TASK STATEMENT => Go through the entries below and work out how many lines include "when". Answer with the number only.

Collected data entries
========

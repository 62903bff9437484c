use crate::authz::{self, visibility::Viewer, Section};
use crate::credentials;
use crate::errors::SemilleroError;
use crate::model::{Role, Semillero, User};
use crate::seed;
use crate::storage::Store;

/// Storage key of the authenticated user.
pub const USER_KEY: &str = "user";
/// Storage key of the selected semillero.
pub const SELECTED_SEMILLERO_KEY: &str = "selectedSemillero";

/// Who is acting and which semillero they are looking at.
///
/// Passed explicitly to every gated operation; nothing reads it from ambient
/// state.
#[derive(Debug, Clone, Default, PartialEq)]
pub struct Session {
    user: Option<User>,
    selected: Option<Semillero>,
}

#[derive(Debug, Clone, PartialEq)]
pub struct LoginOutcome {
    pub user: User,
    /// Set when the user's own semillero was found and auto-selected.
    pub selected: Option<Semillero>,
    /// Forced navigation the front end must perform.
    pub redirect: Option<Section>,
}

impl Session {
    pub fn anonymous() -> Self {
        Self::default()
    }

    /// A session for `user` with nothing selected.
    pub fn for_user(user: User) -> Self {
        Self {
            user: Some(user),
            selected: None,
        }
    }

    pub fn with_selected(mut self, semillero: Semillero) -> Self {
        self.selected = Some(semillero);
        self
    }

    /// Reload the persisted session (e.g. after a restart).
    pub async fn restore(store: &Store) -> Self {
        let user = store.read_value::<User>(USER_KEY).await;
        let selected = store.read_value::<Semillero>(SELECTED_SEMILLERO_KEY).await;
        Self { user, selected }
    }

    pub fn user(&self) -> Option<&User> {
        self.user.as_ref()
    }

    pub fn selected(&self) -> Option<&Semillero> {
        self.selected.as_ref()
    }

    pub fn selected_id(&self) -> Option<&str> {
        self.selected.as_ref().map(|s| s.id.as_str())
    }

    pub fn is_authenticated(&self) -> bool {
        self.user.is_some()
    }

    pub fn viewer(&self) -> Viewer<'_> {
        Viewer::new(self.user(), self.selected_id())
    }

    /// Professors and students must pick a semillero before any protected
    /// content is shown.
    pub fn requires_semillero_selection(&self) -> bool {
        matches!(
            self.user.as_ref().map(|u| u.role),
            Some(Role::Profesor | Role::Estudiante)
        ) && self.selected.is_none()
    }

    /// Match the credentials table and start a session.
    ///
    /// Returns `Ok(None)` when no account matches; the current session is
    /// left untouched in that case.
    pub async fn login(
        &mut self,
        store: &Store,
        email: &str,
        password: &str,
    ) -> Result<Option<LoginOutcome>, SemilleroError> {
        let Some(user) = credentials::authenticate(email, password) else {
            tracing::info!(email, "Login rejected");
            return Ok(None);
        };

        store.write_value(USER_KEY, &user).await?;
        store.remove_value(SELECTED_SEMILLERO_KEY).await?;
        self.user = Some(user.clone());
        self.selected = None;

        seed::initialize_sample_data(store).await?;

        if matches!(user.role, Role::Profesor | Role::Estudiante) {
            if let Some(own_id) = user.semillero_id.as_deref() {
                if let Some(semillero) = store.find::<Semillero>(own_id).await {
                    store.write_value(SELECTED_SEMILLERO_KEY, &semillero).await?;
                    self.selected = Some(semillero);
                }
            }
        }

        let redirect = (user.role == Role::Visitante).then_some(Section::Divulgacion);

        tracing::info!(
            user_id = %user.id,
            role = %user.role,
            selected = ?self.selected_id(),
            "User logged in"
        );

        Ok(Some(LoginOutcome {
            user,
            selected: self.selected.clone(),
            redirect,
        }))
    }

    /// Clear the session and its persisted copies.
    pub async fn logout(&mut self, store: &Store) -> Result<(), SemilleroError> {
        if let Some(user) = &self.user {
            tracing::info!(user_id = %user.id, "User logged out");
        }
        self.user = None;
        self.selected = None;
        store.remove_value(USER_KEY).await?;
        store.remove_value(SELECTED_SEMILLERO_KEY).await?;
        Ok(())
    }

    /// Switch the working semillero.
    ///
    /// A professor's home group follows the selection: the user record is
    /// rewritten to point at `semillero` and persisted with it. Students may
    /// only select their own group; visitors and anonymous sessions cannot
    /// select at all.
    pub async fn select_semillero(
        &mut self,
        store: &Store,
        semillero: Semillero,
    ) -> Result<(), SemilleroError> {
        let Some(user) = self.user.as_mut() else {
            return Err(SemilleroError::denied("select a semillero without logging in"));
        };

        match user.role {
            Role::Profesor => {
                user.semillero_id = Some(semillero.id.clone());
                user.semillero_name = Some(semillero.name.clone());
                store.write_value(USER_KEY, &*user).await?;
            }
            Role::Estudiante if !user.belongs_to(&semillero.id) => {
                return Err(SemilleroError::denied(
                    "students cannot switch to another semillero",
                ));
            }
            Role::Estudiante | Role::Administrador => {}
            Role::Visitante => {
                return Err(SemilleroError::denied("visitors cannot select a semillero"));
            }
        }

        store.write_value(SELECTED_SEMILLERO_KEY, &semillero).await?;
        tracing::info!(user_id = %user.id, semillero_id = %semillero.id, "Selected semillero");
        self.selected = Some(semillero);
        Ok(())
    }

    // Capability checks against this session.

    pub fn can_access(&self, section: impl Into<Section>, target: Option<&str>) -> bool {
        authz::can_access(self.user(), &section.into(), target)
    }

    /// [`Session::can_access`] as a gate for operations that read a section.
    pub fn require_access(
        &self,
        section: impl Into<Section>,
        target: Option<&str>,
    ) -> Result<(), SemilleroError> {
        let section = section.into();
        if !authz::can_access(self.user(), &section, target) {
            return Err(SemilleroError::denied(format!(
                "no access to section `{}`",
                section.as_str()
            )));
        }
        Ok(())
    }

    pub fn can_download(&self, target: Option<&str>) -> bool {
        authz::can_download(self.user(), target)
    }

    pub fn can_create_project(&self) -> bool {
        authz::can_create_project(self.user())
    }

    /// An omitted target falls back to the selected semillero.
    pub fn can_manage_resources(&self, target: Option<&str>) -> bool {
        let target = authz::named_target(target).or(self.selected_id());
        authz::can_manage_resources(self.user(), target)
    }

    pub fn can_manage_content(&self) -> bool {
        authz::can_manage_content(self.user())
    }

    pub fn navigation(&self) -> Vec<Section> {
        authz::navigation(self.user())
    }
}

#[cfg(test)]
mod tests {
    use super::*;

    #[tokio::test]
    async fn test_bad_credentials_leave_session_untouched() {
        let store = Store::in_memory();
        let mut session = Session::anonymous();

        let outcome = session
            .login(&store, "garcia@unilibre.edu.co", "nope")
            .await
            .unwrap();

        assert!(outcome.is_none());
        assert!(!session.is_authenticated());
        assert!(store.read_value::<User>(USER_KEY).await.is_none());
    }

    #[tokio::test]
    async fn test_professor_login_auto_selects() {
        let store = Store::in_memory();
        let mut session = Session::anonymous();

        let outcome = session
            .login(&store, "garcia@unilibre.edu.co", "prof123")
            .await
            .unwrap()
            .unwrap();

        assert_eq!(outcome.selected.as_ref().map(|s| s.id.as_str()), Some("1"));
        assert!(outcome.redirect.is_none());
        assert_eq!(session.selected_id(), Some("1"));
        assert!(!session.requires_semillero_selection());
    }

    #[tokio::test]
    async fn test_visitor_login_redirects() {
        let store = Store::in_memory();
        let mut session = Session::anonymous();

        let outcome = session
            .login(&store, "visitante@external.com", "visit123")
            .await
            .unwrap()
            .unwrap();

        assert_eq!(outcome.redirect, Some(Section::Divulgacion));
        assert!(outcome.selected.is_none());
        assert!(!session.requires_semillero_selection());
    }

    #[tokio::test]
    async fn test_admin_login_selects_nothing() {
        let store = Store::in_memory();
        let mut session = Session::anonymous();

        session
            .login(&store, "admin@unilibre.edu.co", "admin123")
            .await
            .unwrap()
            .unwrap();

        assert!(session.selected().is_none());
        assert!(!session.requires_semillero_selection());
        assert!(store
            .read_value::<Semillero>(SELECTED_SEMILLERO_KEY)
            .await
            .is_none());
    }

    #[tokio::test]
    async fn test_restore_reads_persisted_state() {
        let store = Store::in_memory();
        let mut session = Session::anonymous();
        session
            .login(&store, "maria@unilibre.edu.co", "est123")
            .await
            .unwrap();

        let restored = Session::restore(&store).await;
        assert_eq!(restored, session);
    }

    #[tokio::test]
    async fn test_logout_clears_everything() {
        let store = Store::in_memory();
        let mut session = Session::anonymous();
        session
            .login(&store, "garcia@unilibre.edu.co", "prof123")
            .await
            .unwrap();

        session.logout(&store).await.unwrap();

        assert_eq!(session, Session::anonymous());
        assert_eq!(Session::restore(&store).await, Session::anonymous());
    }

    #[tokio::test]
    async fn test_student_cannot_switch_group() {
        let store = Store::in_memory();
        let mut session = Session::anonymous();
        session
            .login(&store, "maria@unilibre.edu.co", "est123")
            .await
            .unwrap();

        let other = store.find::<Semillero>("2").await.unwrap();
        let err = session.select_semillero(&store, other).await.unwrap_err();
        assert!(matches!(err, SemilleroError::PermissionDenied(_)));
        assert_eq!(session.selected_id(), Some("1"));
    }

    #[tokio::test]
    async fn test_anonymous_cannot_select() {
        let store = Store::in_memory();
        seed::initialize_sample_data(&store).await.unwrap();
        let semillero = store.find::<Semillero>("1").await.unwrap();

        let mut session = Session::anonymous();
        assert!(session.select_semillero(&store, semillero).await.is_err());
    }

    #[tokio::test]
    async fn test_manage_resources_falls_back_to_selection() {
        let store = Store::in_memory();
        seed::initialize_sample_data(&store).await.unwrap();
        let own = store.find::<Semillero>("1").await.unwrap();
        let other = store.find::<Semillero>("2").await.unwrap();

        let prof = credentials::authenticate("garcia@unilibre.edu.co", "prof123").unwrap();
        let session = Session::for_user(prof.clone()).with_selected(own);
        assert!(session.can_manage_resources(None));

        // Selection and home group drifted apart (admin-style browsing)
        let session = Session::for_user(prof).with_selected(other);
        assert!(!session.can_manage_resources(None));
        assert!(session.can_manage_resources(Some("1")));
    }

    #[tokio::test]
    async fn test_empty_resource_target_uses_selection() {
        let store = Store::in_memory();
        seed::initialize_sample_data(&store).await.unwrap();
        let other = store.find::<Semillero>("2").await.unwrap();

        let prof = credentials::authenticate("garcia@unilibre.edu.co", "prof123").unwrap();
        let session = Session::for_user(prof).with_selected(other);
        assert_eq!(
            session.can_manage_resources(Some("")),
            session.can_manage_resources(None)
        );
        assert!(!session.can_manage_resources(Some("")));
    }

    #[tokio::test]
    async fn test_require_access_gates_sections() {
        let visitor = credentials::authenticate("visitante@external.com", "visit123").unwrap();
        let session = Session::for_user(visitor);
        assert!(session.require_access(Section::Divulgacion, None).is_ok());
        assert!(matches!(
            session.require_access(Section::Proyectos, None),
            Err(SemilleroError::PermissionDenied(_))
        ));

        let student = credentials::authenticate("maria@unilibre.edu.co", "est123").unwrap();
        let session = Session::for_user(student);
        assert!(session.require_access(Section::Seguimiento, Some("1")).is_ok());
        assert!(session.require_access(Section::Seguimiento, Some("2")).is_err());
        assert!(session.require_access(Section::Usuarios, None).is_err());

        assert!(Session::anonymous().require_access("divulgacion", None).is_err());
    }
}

========

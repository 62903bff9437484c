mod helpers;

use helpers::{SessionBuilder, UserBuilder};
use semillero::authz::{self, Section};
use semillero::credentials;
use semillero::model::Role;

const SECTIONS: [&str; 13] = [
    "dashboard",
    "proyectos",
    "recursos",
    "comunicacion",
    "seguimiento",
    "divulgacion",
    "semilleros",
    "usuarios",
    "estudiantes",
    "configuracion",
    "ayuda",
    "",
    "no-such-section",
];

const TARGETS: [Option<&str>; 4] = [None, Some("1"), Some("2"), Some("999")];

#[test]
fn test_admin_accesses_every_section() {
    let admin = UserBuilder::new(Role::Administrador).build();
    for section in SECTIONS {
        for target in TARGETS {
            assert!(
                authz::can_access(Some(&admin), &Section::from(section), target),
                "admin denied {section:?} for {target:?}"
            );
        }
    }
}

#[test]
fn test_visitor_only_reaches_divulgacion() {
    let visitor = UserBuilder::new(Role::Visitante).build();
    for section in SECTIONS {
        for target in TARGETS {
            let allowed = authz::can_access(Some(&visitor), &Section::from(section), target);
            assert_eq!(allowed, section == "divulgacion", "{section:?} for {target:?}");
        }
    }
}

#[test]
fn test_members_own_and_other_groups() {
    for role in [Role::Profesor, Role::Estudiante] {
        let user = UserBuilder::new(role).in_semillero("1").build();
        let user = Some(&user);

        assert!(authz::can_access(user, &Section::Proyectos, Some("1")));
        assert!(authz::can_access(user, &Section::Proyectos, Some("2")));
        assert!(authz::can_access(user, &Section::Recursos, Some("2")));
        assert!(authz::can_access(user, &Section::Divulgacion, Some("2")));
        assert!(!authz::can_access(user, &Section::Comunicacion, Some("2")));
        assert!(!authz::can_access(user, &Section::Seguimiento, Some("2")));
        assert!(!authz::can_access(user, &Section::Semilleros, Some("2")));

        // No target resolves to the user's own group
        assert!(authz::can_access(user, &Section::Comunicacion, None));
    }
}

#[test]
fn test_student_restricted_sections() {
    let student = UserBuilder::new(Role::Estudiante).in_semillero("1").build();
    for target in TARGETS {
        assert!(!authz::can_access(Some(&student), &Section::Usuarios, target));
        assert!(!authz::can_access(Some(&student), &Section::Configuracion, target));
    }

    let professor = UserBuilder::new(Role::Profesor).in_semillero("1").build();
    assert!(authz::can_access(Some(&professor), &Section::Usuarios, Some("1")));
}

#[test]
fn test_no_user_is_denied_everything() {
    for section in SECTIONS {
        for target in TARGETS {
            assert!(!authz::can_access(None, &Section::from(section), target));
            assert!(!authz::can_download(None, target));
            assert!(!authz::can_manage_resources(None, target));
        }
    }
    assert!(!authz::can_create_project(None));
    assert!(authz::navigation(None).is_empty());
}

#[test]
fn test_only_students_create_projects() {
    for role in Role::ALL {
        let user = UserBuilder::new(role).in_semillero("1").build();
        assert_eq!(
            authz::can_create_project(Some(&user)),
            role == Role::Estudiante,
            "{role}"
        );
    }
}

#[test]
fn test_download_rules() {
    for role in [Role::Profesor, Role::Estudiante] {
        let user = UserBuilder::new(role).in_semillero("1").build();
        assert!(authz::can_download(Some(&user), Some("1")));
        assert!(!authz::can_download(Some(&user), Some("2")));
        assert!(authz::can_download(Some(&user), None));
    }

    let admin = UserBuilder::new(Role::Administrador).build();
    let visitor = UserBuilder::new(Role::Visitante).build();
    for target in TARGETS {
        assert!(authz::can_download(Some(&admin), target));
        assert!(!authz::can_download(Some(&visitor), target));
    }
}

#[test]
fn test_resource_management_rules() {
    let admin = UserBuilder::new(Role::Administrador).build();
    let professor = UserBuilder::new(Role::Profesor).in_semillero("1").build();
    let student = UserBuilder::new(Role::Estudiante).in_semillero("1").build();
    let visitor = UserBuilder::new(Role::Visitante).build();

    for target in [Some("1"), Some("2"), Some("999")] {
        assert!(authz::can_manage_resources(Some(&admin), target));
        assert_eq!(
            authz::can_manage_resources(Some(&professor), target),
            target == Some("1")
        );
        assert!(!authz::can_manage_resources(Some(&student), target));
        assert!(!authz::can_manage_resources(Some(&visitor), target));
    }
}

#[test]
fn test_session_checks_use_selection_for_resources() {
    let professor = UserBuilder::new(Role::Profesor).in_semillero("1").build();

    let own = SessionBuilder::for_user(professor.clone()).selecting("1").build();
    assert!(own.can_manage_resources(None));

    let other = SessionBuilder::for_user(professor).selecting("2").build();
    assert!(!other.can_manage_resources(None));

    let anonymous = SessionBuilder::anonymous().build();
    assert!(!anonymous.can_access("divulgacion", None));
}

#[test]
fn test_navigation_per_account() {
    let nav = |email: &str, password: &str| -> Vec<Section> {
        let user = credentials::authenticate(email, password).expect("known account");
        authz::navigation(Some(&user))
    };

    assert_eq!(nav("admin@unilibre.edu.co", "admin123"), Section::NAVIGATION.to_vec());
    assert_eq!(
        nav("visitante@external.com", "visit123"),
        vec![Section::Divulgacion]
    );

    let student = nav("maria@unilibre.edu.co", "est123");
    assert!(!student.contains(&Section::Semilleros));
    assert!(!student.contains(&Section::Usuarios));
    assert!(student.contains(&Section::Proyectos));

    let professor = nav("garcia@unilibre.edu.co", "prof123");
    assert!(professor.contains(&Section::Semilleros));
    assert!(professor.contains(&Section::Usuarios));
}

========

RESPONSE TO THE TASK => 2